*Problem details*:
Using the entries that follow, report how many lines contain the word "representable". Only the number is wanted.

☆ ☆ ☆ ☆ ☆

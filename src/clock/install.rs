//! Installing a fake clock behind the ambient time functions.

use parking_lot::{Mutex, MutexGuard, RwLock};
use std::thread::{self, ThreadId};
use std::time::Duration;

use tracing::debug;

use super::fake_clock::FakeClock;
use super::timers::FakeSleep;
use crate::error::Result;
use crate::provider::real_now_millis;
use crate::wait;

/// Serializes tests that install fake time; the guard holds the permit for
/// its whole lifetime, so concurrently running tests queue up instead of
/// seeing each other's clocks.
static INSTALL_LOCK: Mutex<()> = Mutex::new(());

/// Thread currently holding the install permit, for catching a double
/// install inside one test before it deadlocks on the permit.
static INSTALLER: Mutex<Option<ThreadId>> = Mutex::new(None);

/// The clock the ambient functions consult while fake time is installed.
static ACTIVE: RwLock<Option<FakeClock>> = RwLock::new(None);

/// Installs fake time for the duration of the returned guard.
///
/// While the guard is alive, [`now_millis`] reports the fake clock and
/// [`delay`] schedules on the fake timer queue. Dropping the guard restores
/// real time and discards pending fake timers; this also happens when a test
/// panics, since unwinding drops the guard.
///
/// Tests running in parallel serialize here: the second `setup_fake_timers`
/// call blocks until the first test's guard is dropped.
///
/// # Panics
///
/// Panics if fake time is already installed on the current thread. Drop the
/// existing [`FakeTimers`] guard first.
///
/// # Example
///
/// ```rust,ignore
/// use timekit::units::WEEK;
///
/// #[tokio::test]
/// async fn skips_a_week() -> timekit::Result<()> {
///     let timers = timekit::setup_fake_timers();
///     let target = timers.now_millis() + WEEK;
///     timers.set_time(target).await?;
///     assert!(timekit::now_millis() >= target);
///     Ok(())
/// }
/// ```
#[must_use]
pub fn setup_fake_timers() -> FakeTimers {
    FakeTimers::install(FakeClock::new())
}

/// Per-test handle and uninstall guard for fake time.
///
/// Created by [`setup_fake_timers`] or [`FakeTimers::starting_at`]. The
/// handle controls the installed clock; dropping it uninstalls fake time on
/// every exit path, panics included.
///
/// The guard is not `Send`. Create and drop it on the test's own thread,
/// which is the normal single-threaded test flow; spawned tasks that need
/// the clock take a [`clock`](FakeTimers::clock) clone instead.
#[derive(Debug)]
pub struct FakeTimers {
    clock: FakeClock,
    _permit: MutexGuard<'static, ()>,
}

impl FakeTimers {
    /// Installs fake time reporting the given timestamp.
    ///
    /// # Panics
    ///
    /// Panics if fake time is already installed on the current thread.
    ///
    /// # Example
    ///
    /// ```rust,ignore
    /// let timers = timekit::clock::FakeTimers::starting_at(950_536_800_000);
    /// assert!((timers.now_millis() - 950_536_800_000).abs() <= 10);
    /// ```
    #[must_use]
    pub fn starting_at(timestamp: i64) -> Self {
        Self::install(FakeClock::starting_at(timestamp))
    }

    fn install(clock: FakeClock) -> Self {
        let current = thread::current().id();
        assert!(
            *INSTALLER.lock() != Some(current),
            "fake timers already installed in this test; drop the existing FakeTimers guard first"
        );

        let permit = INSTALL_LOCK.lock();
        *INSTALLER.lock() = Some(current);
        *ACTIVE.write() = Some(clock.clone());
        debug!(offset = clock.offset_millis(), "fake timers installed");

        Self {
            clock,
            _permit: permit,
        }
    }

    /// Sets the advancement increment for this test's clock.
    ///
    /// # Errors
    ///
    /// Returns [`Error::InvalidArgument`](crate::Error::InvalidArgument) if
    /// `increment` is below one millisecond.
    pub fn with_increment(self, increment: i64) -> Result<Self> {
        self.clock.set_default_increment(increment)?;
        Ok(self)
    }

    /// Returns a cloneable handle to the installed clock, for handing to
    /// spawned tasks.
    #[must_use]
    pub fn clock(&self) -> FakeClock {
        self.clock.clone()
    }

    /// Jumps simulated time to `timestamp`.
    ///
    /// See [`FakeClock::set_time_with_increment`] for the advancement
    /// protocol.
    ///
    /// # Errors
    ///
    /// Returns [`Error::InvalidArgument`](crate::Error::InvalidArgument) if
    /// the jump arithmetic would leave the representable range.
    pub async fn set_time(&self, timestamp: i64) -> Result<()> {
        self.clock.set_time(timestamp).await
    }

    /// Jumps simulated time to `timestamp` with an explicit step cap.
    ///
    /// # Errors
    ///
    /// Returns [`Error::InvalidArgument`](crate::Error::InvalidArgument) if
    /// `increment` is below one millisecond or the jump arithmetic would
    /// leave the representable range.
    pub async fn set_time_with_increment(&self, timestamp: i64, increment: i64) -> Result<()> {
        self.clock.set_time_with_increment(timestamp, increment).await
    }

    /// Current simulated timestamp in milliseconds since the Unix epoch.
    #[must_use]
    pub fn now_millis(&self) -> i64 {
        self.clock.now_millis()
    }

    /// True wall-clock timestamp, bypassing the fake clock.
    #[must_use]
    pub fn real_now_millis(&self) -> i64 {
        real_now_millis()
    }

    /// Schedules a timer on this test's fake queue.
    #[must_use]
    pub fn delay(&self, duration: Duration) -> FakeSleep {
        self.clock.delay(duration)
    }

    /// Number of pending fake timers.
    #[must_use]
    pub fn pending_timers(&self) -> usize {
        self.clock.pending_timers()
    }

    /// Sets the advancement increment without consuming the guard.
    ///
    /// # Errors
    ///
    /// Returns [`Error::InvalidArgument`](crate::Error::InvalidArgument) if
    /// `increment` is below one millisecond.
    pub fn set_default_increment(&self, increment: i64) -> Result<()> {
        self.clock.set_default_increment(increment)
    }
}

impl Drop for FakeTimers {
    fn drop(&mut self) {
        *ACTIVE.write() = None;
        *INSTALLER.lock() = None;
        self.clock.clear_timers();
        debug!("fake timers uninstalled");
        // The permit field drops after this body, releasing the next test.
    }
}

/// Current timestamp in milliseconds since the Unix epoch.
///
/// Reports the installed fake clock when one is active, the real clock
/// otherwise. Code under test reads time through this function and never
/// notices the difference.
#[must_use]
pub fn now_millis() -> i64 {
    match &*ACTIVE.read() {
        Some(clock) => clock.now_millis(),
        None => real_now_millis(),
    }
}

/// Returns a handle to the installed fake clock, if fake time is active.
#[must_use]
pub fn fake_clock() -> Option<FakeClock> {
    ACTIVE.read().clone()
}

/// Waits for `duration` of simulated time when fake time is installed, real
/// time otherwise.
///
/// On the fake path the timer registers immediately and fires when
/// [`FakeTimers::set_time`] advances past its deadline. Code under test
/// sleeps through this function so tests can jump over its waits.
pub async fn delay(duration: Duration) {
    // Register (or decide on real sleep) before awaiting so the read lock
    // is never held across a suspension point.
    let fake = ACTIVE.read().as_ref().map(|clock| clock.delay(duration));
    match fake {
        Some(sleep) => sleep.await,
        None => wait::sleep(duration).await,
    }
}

☆ ☆ ☆ ☆ ☆

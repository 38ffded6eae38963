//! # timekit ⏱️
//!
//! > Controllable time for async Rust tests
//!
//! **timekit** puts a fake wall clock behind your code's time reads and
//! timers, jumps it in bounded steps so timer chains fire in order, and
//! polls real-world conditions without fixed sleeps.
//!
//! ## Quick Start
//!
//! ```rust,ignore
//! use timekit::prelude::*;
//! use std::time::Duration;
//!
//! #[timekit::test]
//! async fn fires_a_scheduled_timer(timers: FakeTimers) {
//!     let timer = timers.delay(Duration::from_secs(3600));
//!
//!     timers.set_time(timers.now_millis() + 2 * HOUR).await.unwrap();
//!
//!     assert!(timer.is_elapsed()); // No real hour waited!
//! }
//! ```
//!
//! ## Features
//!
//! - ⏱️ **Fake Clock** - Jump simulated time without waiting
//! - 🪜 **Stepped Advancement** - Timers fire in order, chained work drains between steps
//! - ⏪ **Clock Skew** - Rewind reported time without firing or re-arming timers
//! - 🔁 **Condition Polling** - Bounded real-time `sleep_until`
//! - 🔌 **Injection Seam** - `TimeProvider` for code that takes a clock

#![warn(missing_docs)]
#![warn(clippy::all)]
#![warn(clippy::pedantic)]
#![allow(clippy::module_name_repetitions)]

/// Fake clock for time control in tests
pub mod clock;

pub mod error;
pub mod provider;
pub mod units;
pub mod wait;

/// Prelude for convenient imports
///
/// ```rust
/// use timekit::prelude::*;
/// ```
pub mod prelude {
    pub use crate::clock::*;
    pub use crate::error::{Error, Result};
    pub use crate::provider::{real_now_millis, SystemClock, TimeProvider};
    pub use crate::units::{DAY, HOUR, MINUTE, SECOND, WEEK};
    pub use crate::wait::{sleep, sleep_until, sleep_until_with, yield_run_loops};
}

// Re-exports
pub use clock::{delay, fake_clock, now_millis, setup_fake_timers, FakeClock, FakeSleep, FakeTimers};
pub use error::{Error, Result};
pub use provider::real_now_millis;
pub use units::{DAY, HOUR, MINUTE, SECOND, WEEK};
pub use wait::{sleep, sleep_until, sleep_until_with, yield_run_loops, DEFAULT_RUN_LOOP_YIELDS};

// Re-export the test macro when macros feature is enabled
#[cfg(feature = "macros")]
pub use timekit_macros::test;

☆ ☆ ☆ ☆ ☆

*Written solution*:
2